Problem to work on => Please write out the data exactly, line by line.

Supplied data =>
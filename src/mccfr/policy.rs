use super::profile::Profile;
use crate::game::{BettingAction, GameState};
use crate::Probability;
use rand::Rng;

/// a read-only snapshot of a trained `Profile`, used at play time to sample
/// from the averaged strategy. Never panics (matching the "never aborts"
/// runtime contract): any inconsistency between the engine's legal actions
/// and what the profile has seen degrades to `None`, signalling the caller
/// to fall back to an external heuristic rather than this crate improvising
/// one.
pub struct Policy {
    profile: Profile,
}

impl From<Profile> for Policy {
    fn from(profile: Profile) -> Self {
        Self { profile }
    }
}

impl Policy {
    /// samples an action for the seat to act in `state` from the averaged
    /// strategy at its infoset, using `rng`. Returns `None` if the infoset
    /// was never visited during training -- the caller should escalate to a
    /// fallback heuristic rather than treat this as an error.
    pub fn decide<R: Rng>(&self, state: &GameState, rng: &mut R) -> Option<BettingAction> {
        if state.is_terminal() {
            return None;
        }
        let seat = state.to_act();
        let infoset = state.infoset_key(seat);
        let actions = state.legal_actions();
        if actions.is_empty() {
            return None;
        }
        if !self.profile.has_seen(&infoset) {
            return None;
        }
        let averaged = self.profile.average_policy(&infoset, &actions);
        Some(sample(&actions, &averaged, rng))
    }

    pub fn iterations(&self) -> u64 {
        self.profile.iterations()
    }
}

fn sample<R: Rng>(
    actions: &[BettingAction],
    weights: &std::collections::BTreeMap<BettingAction, Probability>,
    rng: &mut R,
) -> BettingAction {
    let mut draw: Probability = rng.random();
    for &action in actions {
        let weight = weights.get(&action).copied().unwrap_or(0.0);
        if draw < weight {
            return action;
        }
        draw -= weight;
    }
    *actions.last().expect("legal_actions is never empty")
}

#[cfg(test)]
mod tests {
    use super::*;
    use rand::rngs::SmallRng;
    use rand::SeedableRng;

    #[test]
    fn unseen_infoset_returns_none() {
        let policy = Policy::from(Profile::new());
        let state = GameState::new(3);
        let mut rng = SmallRng::seed_from_u64(1);
        assert_eq!(policy.decide(&state, &mut rng), None);
    }

    #[test]
    fn seen_infoset_returns_a_legal_action() {
        let state = GameState::new(3);
        let infoset = state.infoset_key(state.to_act());
        let mut profile = Profile::new();
        profile.add_regret(&infoset, BettingAction::CheckCall, 1.0);
        let policy = Policy::from(profile);
        let mut rng = SmallRng::seed_from_u64(1);
        let action = policy.decide(&state, &mut rng).expect("infoset was seeded");
        assert!(state.legal_actions().contains(&action));
    }
}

Task response =>
filename src/mccfr/policy.rs
use super::profile::Profile;
use crate::game::{BettingAction, GameState};
use crate::Probability;
use rand::Rng;

/// a read-only snapshot of a trained `Profile`, used at play time to sample
/// from the averaged strategy. Never panics (matching the "never aborts"
/// runtime contract): any inconsistency between the engine's legal actions
/// and what the profile has seen degrades to `None`, signalling the caller
/// to fall back to an external heuristic rather than this crate improvising
/// one.
pub struct Policy {
    profile: Profile,
}

impl From<Profile> for Policy {
    fn from(profile: Profile) -> Self {
        Self { profile }
    }
}

impl Policy {
    /// samples an action for the seat to act in `state` from the averaged
    /// strategy at its infoset, using `rng`. Returns `None` if the infoset
    /// was never visited during training -- the caller should escalate to a
    /// fallback heuristic rather than treat this as an error.
    pub fn decide<R: Rng>(&self, state: &GameState, rng: &mut R) -> Option<BettingAction> {
        if state.is_terminal() {
            return None;
        }
        let seat = state.to_act();
        let infoset = state.infoset_key(seat);
        let actions = state.legal_actions();
        if actions.is_empty() {
            return None;
        }
        if !self.profile.has_seen(&infoset) {
            return None;
        }
        let averaged = self.profile.average_policy(&infoset, &actions);
        Some(sample(&actions, &averaged, rng))
    }

    pub fn iterations(&self) -> u64 {
        self.profile.iterations()
    }
}

fn sample<R: Rng>(
    actions: &[BettingAction],
    weights: &std::collections::BTreeMap<BettingAction, Probability>,
    rng: &mut R,
) -> BettingAction {
    let mut draw: Probability = rng.random();
    for &action in actions {
        let weight = weights.get(&action).copied().unwrap_or(0.0);
        if draw < weight {
            return action;
        }
        draw -= weight;
    }
    *actions.last().expect("legal_actions is never empty")
}

#[cfg(test)]
mod tests {
    use super::*;
    use rand::rngs::SmallRng;
    use rand::SeedableRng;

    #[test]
    fn unseen_infoset_returns_none() {
        let policy = Policy::from(Profile::new());
        let state = GameState::new(3);
        let mut rng = SmallRng::seed_from_u64(1);
        assert_eq!(policy.decide(&state, &mut rng), None);
    }

    #[test]
    fn seen_infoset_returns_a_legal_action() {
        let state = GameState::new(3);
        let infoset = state.infoset_key(state.to_act());
        let mut profile = Profile::new();
        profile.add_regret(&infoset, BettingAction::CheckCall, 1.0);
        let policy = Policy::from(profile);
        let mut rng = SmallRng::seed_from_u64(1);
        let action = policy.decide(&state, &mut rng).expect("infoset was seeded");
        assert!(state.legal_actions().contains(&action));
    }
}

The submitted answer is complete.